Ms Lee was responding, in part, to criticism of staff efforts at enforcement of the current bylaw from former council reserves officer Paul Pope during submissions. Mr Pope described the new bylaw as "confusing", and said the response to the issue was based on insufficient evidence.
The debate came as a council hearings committee, of Crs Kate Wilson and Jinty MacTavish, and Hoani Langsbury, of the Otago Peninsula Community Board, heard some of the 28 submissions on the issue.
The council has suggested rules allowing campervans on public land for two nights, as it attempts to deal with people freedom camping in ecologically sensitive areas, and disposing of human waste inappropriately.
To add to the issues to be considered, the Government announced on Sunday its new Freedom Camping Bill, to be introduced to Parliament this month, that will enable councils to determine where camping is allowed, where it is restricted to campervans with self-contained facilities, and where it is prohibited.
The Government's new law would provide for a $200 instant fine that could be imposed on the camper or the vehicle, and new regulations would require campervan hire companies to record and disclose details so fines could be enforced. Fines up to $10,000 could be imposed by courts on a successful prosecution for illegally discharging a campervan's sewage.
Among the submissions heard yesterday, Wallace St resident Emma Lynch said her street had become a camping "hot spot" in the last couple of years for both self-contained and non-self contained vehicles.
There was a nearby path into the bush, and "I dread to think what's in that part of the Town Belt".

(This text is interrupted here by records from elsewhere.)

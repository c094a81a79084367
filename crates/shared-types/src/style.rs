use serde::{Deserialize, Serialize};
use std::collections::BTreeMap;

/// Opaque CSS declarations passed through to an element's `style` attribute.
///
/// Property names are used verbatim; no validation or unit handling happens
/// here. Declarations render in property-name order.
#[derive(Debug, Clone, Serialize, Deserialize, Default, PartialEq, Eq)]
#[serde(transparent)]
pub struct StyleMap(BTreeMap<String, String>);

impl StyleMap {
    pub fn new() -> Self {
        Self::default()
    }

    /// Builder-style insert; a repeated property replaces the earlier value.
    pub fn with(mut self, property: impl Into<String>, value: impl Into<String>) -> Self {
        self.0.insert(property.into(), value.into());
        self
    }

    pub fn insert(&mut self, property: impl Into<String>, value: impl Into<String>) {
        self.0.insert(property.into(), value.into());
    }

    /// Copy of `self` with `other`'s declarations layered on top.
    pub fn merged(&self, other: &StyleMap) -> StyleMap {
        let mut out = self.clone();
        for (property, value) in &other.0 {
            out.0.insert(property.clone(), value.clone());
        }
        out
    }

    /// Render as an inline `style` attribute value.
    pub fn to_inline(&self) -> String {
        self.0
            .iter()
            .map(|(property, value)| format!("{property}: {value};"))
            .collect::<Vec<_>>()
            .join(" ")
    }
}

#[cfg(test)]
mod tests {
    use super::*;
    use pretty_assertions::assert_eq;

    #[test]
    fn insert_replaces_existing_property() {
        let mut style = StyleMap::new().with("text-align", "left");
        style.insert("text-align", "right");
        assert_eq!(style.to_inline(), "text-align: right;");
    }

    #[test]
    fn empty_renders_empty() {
        assert_eq!(StyleMap::new().to_inline(), "");
    }

    #[test]
    fn renders_sorted_declarations() {
        let style = StyleMap::new()
            .with("width", "300px")
            .with("margin-bottom", "20px");
        assert_eq!(style.to_inline(), "margin-bottom: 20px; width: 300px;");
    }

    #[test]
    fn merged_overrides_base() {
        let base = StyleMap::new().with("padding", "10px").with("color", "#555");
        let over = StyleMap::new().with("padding", "20px");
        let merged = base.merged(&over);
        assert_eq!(merged.to_inline(), "color: #555; padding: 20px;");
        assert_eq!(base.to_inline(), "color: #555; padding: 10px;");
    }

    #[test]
    fn deserializes_from_toml_table() {
        #[derive(Deserialize)]
        struct Wrapper {
            style: StyleMap,
        }
        let parsed: Wrapper = toml::from_str(
            r#"
            [style]
            font-size = "16px"
            padding = "10px"
            "#,
        )
        .unwrap();
        assert_eq!(parsed.style.to_inline(), "font-size: 16px; padding: 10px;");
    }
}
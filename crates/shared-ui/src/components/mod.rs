pub mod validated_input;

pub use validated_input::*;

"If I wanted to live by a camping site, I'd live somewhere else."
Morry Nielsen-Vold, of the New Zealand Motor Caravan Association, said his organisation had 22,600 member families, and 42,000 individuals.
He said there were 60 hire companies, 3500 vans available, and the industry provided $500 million a year to the New Zealand economy.

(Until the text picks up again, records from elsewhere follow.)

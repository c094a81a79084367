use shared_types::ShowcaseConfig;
use std::path::Path;
use std::sync::OnceLock;

static CONFIG: OnceLock<ShowcaseConfig> = OnceLock::new();

/// Default config path, relative to the working directory.
const CONFIG_PATH: &str = "showcase.toml";

/// Environment variable that overrides [`CONFIG_PATH`].
const CONFIG_ENV: &str = "SHOWCASE_CONFIG";

/// Parse the config file at `path`. A missing or unparseable file yields
/// the defaults.
///
/// Runs before the logger is installed, so problems go to stderr.
pub fn read_config(path: &Path) -> ShowcaseConfig {
    match std::fs::read_to_string(path) {
        Ok(contents) => toml::from_str(&contents).unwrap_or_else(|e| {
            eprintln!(
                "[config] Failed to parse {}: {e} — using defaults",
                path.display()
            );
            ShowcaseConfig::default()
        }),
        Err(e) => {
            eprintln!("[config] {} not found ({e}) — using defaults", path.display());
            ShowcaseConfig::default()
        }
    }
}

/// Load the showcase config into the global `OnceLock`. Only the first call
/// reads the file.
pub fn load_showcase_config() -> &'static ShowcaseConfig {
    CONFIG.get_or_init(|| {
        let path = std::env::var(CONFIG_ENV).unwrap_or_else(|_| CONFIG_PATH.to_string());
        read_config(Path::new(&path))
    })
}

/// The loaded config, or defaults if [`load_showcase_config`] hasn't run.
pub fn showcase_config() -> ShowcaseConfig {
    CONFIG.get().cloned().unwrap_or_default()
}
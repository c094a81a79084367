use serde::{Deserialize, Serialize};

/// Reading direction of a field.
#[derive(Debug, Clone, Copy, Serialize, Deserialize, PartialEq, Eq, Default)]
#[serde(rename_all = "lowercase")]
pub enum TextDirection {
    #[default]
    Ltr,
    Rtl,
}

impl TextDirection {
    pub fn from_rtl(rtl: bool) -> Self {
        if rtl {
            TextDirection::Rtl
        } else {
            TextDirection::Ltr
        }
    }

    /// Value for the HTML `dir` attribute.
    pub fn as_str(&self) -> &'static str {
        match self {
            TextDirection::Ltr => "ltr",
            TextDirection::Rtl => "rtl",
        }
    }

    pub fn text_align(&self) -> &'static str {
        match self {
            TextDirection::Ltr => "left",
            TextDirection::Rtl => "right",
        }
    }

    /// Flex direction of the icon + text control row. RTL puts the icon last.
    pub fn flex_direction(&self) -> &'static str {
        match self {
            TextDirection::Ltr => "row",
            TextDirection::Rtl => "row-reverse",
        }
    }

    /// CSS property that reserves room for the icon inside the text control.
    pub fn icon_padding_property(&self) -> &'static str {
        match self {
            TextDirection::Ltr => "padding-left",
            TextDirection::Rtl => "padding-right",
        }
    }
}
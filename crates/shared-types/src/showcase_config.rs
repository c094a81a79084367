use serde::{Deserialize, Serialize};

fn default_title() -> String {
    "Custom Input Component Examples".to_string()
}

fn default_log_level() -> String {
    "info".to_string()
}

fn default_true() -> bool {
    true
}

/// Settings for the showcase page.
///
/// Loaded from `showcase.toml` at startup. Every field has a default so
/// that a missing or incomplete file still yields a usable page.
#[derive(Debug, Clone, Serialize, Deserialize, PartialEq)]
pub struct ShowcaseConfig {
    #[serde(default = "default_title")]
    pub title: String,
    /// One of `trace`, `debug`, `info`, `warn`, `error`.
    #[serde(default = "default_log_level")]
    pub log_level: String,
    /// Render every demo field right-to-left.
    #[serde(default)]
    pub force_rtl: bool,
    /// Log each change event emitted by a demo field.
    #[serde(default = "default_true")]
    pub log_changes: bool,
}

impl Default for ShowcaseConfig {
    fn default() -> Self {
        Self {
            title: default_title(),
            log_level: default_log_level(),
            force_rtl: false,
            log_changes: true,
        }
    }
}

impl ShowcaseConfig {
    /// Normalized log level; unknown values fall back to `info`.
    pub fn level(&self) -> &'static str {
        match self.log_level.trim().to_ascii_lowercase().as_str() {
            "trace" => "trace",
            "debug" => "debug",
            "warn" | "warning" => "warn",
            "error" => "error",
            _ => "info",
        }
    }
}
use kindle_clippings::{app, config::Config};
use tracing_subscriber::EnvFilter;

fn main() {
    tracing_subscriber::fmt()
        .with_env_filter(EnvFilter::try_from_default_env().unwrap_or_else(|_| "warn".into()))
        .with_writer(std::io::stderr)
        .init();

    let config = match Config::load() {
        Ok(c) => c,
        Err(e) => {
            eprintln!("Error: {}", e);
            std::process::exit(1);
        }
    };

    if let Err(e) = app::run(&config) {
        eprintln!("Error: {}", e);
        std::process::exit(1);
    }
}
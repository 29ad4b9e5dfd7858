use std::path::{Path, PathBuf};
use tracing::info;
use walkdir::WalkDir;

const CLIPPINGS_FILE: &str = "my clippings.txt";

// Kindle keeps it under `documents/`; allow one extra level for odd mounts.
const MAX_DEPTH: usize = 3;

#[derive(Debug)]
pub enum DeviceError {
    DeviceNotMounted(PathBuf),
    ClippingsNotFound(PathBuf),
    CopyFailed { from: PathBuf, to: PathBuf, message: String },
}

impl std::fmt::Display for DeviceError {
    fn fmt(&self, f: &mut std::fmt::Formatter<'_>) -> std::fmt::Result {
        match self {
            DeviceError::DeviceNotMounted(path) => {
                write!(f, "Kindle is not mounted at '{}'", path.display())
            }
            DeviceError::ClippingsNotFound(path) => {
                write!(f, "Couldn't find \"My Clippings.txt\" under '{}'", path.display())
            }
            DeviceError::CopyFailed { from, to, message } => {
                write!(
                    f,
                    "Failed to copy '{}' to '{}': {}",
                    from.display(),
                    to.display(),
                    message
                )
            }
        }
    }
}

impl std::error::Error for DeviceError {}

pub fn find_clippings(mount_root: &Path) -> Result<PathBuf, DeviceError> {
    if !mount_root.is_dir() {
        return Err(DeviceError::DeviceNotMounted(mount_root.to_path_buf()));
    }

    WalkDir::new(mount_root)
        .max_depth(MAX_DEPTH)
        .sort_by_file_name()
        .into_iter()
        .filter_map(|e| e.ok())
        .find(|e| {
            e.file_type().is_file()
                && e.file_name().to_string_lossy().to_lowercase() == CLIPPINGS_FILE
        })
        .map(|e| e.path().to_path_buf())
        .ok_or_else(|| DeviceError::ClippingsNotFound(mount_root.to_path_buf()))
}

/// Copies the device's clippings file to `dest`, returning the bytes copied.
pub fn copy_from_device(mount_root: &Path, dest: &Path) -> Result<u64, DeviceError> {
    let source = find_clippings(mount_root)?;
    let copy_failed = |e: std::io::Error| DeviceError::CopyFailed {
        from: source.clone(),
        to: dest.to_path_buf(),
        message: e.to_string(),
    };

    if let Some(parent) = dest.parent().filter(|p| !p.as_os_str().is_empty()) {
        std::fs::create_dir_all(parent).map_err(copy_failed)?;
    }
    let bytes = std::fs::copy(&source, dest).map_err(copy_failed)?;

    info!(from = %source.display(), to = %dest.display(), bytes, "copied clippings from device");
    Ok(bytes)
}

The idea councils were not in the business of providing facilities for freedom campers was a "head-in-the-sand attitude".
Mr Pope, a Portobello resident and former council reserves officer, said the campervan "census" held earlier this year was not enough on which to base a bylaw, and there was a danger the council was making a change based on "pretty loose" evidence.
"You need to have better information than you have at the moment," Mr Pope said.
He also raised concerns about who would "camp" at the reserves, which were also used by children, and said some might display "predatory and inappropriate behaviour".
He said he had remonstrated with a freedom camper emptying the contents of his chemical toilet into the harbour, and when he complained to the police, was told there was nothing that could be done.
He called on the council to delay the process, set areas aside for freedom camping during the Rugby World Cup, and then come back to the issue after the event.
Ms Lee said the council was considering freedom camping sites for the Rugby World Cup, and their management. At the end of the hearing, she said the council was doing the work because of government initiatives to deal with the problem.
The bylaw was drafted on a model put together by the Government, and the council was required to deal with the matter by the end of May.
But she said the Rugby World Cup needed to be put to one side, and the freedom camping policy considered on a long-term basis.
Cr Wilson moved the meeting to being non-public for deliberations, and said a decision would be made by May 31.